Each line of the data below containing "languages" needs to be listed.
(DATA PROVIDED Opens)
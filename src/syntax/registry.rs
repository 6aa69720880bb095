//! Tokenizer registry
//!
//! Maps language ids and aliases to tokenizer instances. `highlight` is the
//! only entry point callers need: it never fails and never panics, degrading
//! to a single Normal token when no tokenizer applies or the tokenizer breaks.

use std::collections::HashMap;
use std::panic::{self, AssertUnwindSafe};
use std::sync::Arc;

use anyhow::Result;

use super::highlights::CodeToken;
use super::languages::LanguageId;
use super::parser::TreeSitterTokenizer;

/// Turns source text into classified tokens
pub trait Tokenizer: Send + Sync {
    fn tokenize(&self, code: &str) -> Result<Vec<CodeToken>>;
}

impl<F> Tokenizer for F
where
    F: Fn(&str) -> Result<Vec<CodeToken>> + Send + Sync,
{
    fn tokenize(&self, code: &str) -> Result<Vec<CodeToken>> {
        self(code)
    }
}

/// Alias → tokenizer lookup
#[derive(Default, Clone)]
pub struct TokenizerRegistry {
    tokenizers: HashMap<String, Arc<dyn Tokenizer>>,
}

impl std::fmt::Debug for TokenizerRegistry {
    fn fmt(&self, f: &mut std::fmt::Formatter<'_>) -> std::fmt::Result {
        let mut aliases: Vec<&String> = self.tokenizers.keys().collect();
        aliases.sort();
        f.debug_struct("TokenizerRegistry")
            .field("aliases", &aliases)
            .finish()
    }
}

impl TokenizerRegistry {
    /// Empty registry: every lookup falls back to plain text
    pub fn new() -> Self {
        Self::default()
    }

    /// Registry with every built-in tree-sitter language registered
    pub fn with_defaults() -> Self {
        let mut registry = Self::new();
        for lang in LanguageId::ALL {
            match TreeSitterTokenizer::new(lang) {
                Ok(tokenizer) => registry.register(lang.aliases(), Arc::new(tokenizer)),
                Err(e) => tracing::error!("Skipping {} tokenizer: {:#}", lang.display_name(), e),
            }
        }
        tracing::debug!("Registered {} tokenizer aliases", registry.tokenizers.len());
        registry
    }

    /// Register one tokenizer under several aliases. Later registrations of
    /// the same alias replace earlier ones.
    pub fn register(&mut self, aliases: &[&str], tokenizer: Arc<dyn Tokenizer>) {
        for alias in aliases {
            let key = normalize(alias);
            if self.tokenizers.insert(key, Arc::clone(&tokenizer)).is_some() {
                tracing::debug!("Tokenizer alias '{}' overwritten", alias);
            }
        }
    }

    /// Look up a tokenizer by id or alias (case-insensitive)
    pub fn get(&self, language: &str) -> Option<Arc<dyn Tokenizer>> {
        self.tokenizers.get(&normalize(language)).cloned()
    }

    pub fn contains(&self, language: &str) -> bool {
        self.tokenizers.contains_key(&normalize(language))
    }

    /// Tokenize `code` with the tokenizer registered for `language`.
    ///
    /// - Empty code yields no tokens.
    /// - Unknown languages, tokenizer errors and tokenizer panics yield one
    ///   Normal token spanning the whole input.
    /// - Output is sorted, non-overlapping and sliced from `code`.
    pub fn highlight(&self, language: &str, code: &str) -> Vec<CodeToken> {
        if code.is_empty() {
            return Vec::new();
        }

        let Some(tokenizer) = self.get(language) else {
            tracing::trace!("No tokenizer for '{}', using plain text", language);
            return vec![CodeToken::whole(code)];
        };

        match panic::catch_unwind(AssertUnwindSafe(|| tokenizer.tokenize(code))) {
            Ok(Ok(tokens)) => normalize_tokens(code, tokens),
            Ok(Err(e)) => {
                tracing::warn!("Tokenizer for '{}' failed: {:#}", language, e);
                vec![CodeToken::whole(code)]
            }
            Err(_) => {
                tracing::warn!("Tokenizer for '{}' panicked", language);
                vec![CodeToken::whole(code)]
            }
        }
    }
}

fn normalize(language: &str) -> String {
    language.trim().to_lowercase()
}

/// Sort tokens, drop any that overlap a predecessor, run past the input or
/// split a UTF-8 sequence, and re-slice `text` from the source.
fn normalize_tokens(code: &str, mut tokens: Vec<CodeToken>) -> Vec<CodeToken> {
    tokens.sort_by_key(|t| (t.start, t.len));

    let mut out = Vec::with_capacity(tokens.len());
    let mut cursor = 0;
    for token in tokens {
        let end = token.start.saturating_add(token.len);
        if token.len == 0
            || token.start < cursor
            || end > code.len()
            || !code.is_char_boundary(token.start)
            || !code.is_char_boundary(end)
        {
            tracing::trace!("Dropping malformed token {:?}", token);
            continue;
        }
        out.push(CodeToken::new(&code[token.start..end], token.kind, token.start));
        cursor = end;
    }
    out
}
(DATA PROVIDED Closes)
RESPONSE AREA >>
use super::languages::LanguageId;
    /// - Unknown languages, tokenizer errors and tokenizer panics yield one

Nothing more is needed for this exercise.